As of January 2017, Chrome and Mozilla (the makers of Firefox) have implemented this policy to inform people that they should be careful when filling in forms containing sensitive data such as passwords or credit card details. 

In the coming years, the Chrome Security team plans on marking all HTTP (non-SSL) pages (not just login pages or credit card forms) with a red icon indicating the connection is not secure.

You should strongly consider adding SSL to your entire site, and enforcing it site-wide so that any HTTP requests are redirected to HTTPS URLs.

Since 2014 Google has been giving a rankings boost to sites with SSL.

This means that aside from the obvious benefits of increasing security on your site, you can also improve your ranking in the SERPs (search engine results pages) on Google. Other key factors for ranking are mobile-friendliness and speed. Beyond that “content is king” – meaning your site should be an authority on its subject, be updated regularly, and ideally have some other sites with decent PageRank linking to it.  You don’t need a zillion inbound links, especially if they’re low-quality / low PageRank. Focus on quality content, speed, security, and mobile-friendliness / responsiveness.  

What it takes to add SSL on your site:

1. An SSL Certificate

You will need an SSL certificate. You can buy one from any number of vendors. We like RapidSSL but you can buy these from loads of vendors. Our favorite option, letsencrypt.org, is entirely free, but does require setting up a cron job. That can prove difficult in some hosting environments (e.g. shared hosting). You can buy single, multi-domain, or wildcard certificates. A single certificate will generally work for both yourdomain.com and www.yourdomain.com, but not any other subdomains (such as xyz.yourdomain.com). This option is the most common, and the cheapest.

2. Use 2048-bit key certificates

This refers to the RSA key pair using 2048-bit encryption. A typical SSL certificate would be 2048-bit with 256-bit encryption. Double-check Google recommendation before purchasing a certificate, since these parameters change over time and get continuously more secure.

3. Use TLS 1.2+

Older SSL protocols are considered insecure and will trigger browser security warnings.

4. Use relative URLs for resources that reside on the same secure domain

For example, if you have an image, you’d want to use a path of “/images/some-image.jpg” and not “http://www.mysite.com/images/some-image.jpg”. This way you can change to https:// without having to change all those absolute paths to https://. If you’re using a CMS such as Drupal, this will often be root-relative already  by default, or it can be configured to be that way. 

You should double-check that your site has no pages with embedded internal resources (images, JavaScript files provided by your domain) that use http://. Change those to root-relative before enabling SSL, or you will get “mixed content” browser warnings.

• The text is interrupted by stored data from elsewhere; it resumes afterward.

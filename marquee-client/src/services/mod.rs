//! Service traits consumed by the view layer.
//!
//! Each trait is implemented by a thin adapter over [`CatalogClient`]
//! (constructor injection, no implicit context lookup). Adapters collapse
//! gateway failures to `Option`/empty defaults after logging; callers
//! decide whether to leave state unchanged, reset, or notify.
//!
//! [`CatalogClient`]: crate::api_client::CatalogClient

mod account;
mod catalog;
mod people;

pub use account::{AccountApiAdapter, AccountService};
pub use catalog::{CatalogApiAdapter, CatalogService};
pub use people::{PeopleApiAdapter, PeopleService};

use log::warn;

use crate::error::ClientResult;

/// Collapse a gateway result to `Option`, logging the failure.
pub(crate) fn swallow<T>(operation: &str, result: ClientResult<T>) -> Option<T> {
    match result {
        Ok(value) => Some(value),
        Err(e) => {
            warn!("[services] {operation} failed: {e}");
            None
        }
    }
}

4. Use https:// URLs for all other domains 

Before switching to SSL, check your site for any embedded JavaScript files, iframes, or other external resources that use http. Change those to https. You could also just use protocol-relative URLs (e.g. “//google.com” rather than “http://google.com”), but then you’d better double-check that the domain being referenced actually has SSL in place. Some third party script providers don’t have SSL, and it pays to make sure before switching to SSL.

5. Check out Google’s advice on moving your site, since switching from HTTP to HTTPS will be considered a site move by Google. 

If you don’t use Google Search Console, check it out. With Search Console you can get a sense of how Google sees your site. Google expects you to set up separate properties for each domain/protocol variation, even though it does consider them to be the same site. For example if your domain is “mysite.com” and you initially built it without SSL, you’d have two properties: mysite.com and www.mysite.com. If you then add SSL, you will need to also add properties for https://www.mysite.com and https://mysite.com. There are options you can set to instruct Google to prefer www over non-www URLs. Google will automatically prefer https, if it finds https. 

6. Make sure your SSL site’s robots.txt does not block search engine crawlers

This advice only applies to sites that have different docroots (file paths) for HTTP vs HTTPS versions of the site. For example, you might have the HTTP site at /var/www/html, but the SSL/HTTPS version at /var/www/html_secure. In that case, you will need to check that /var/www/html_secure/robots.txt does not include “Disallow: /” or similar lines.

If you just have a single site (e.g. at /var/www/html), then you should already have a properly formatted robots.txt file in place which does not block search engine crawlers. It should not contain “Disallow: /” or similar lines.

7. Avoid the noindex robots meta tag, and allow indexing of your pages by search engines whenever possible

You can put noindex rules in robots.txt, which is preferable, but not always feasible. 

8. Redirect any HTTP requests to HTTPS

You can and should enforce SSL site-wide so that any HTTP requests are redirected to HTTPS URLs. This can be done using rules in your Apache or Nginx virtual host, or (if using Apache) with .htaccess.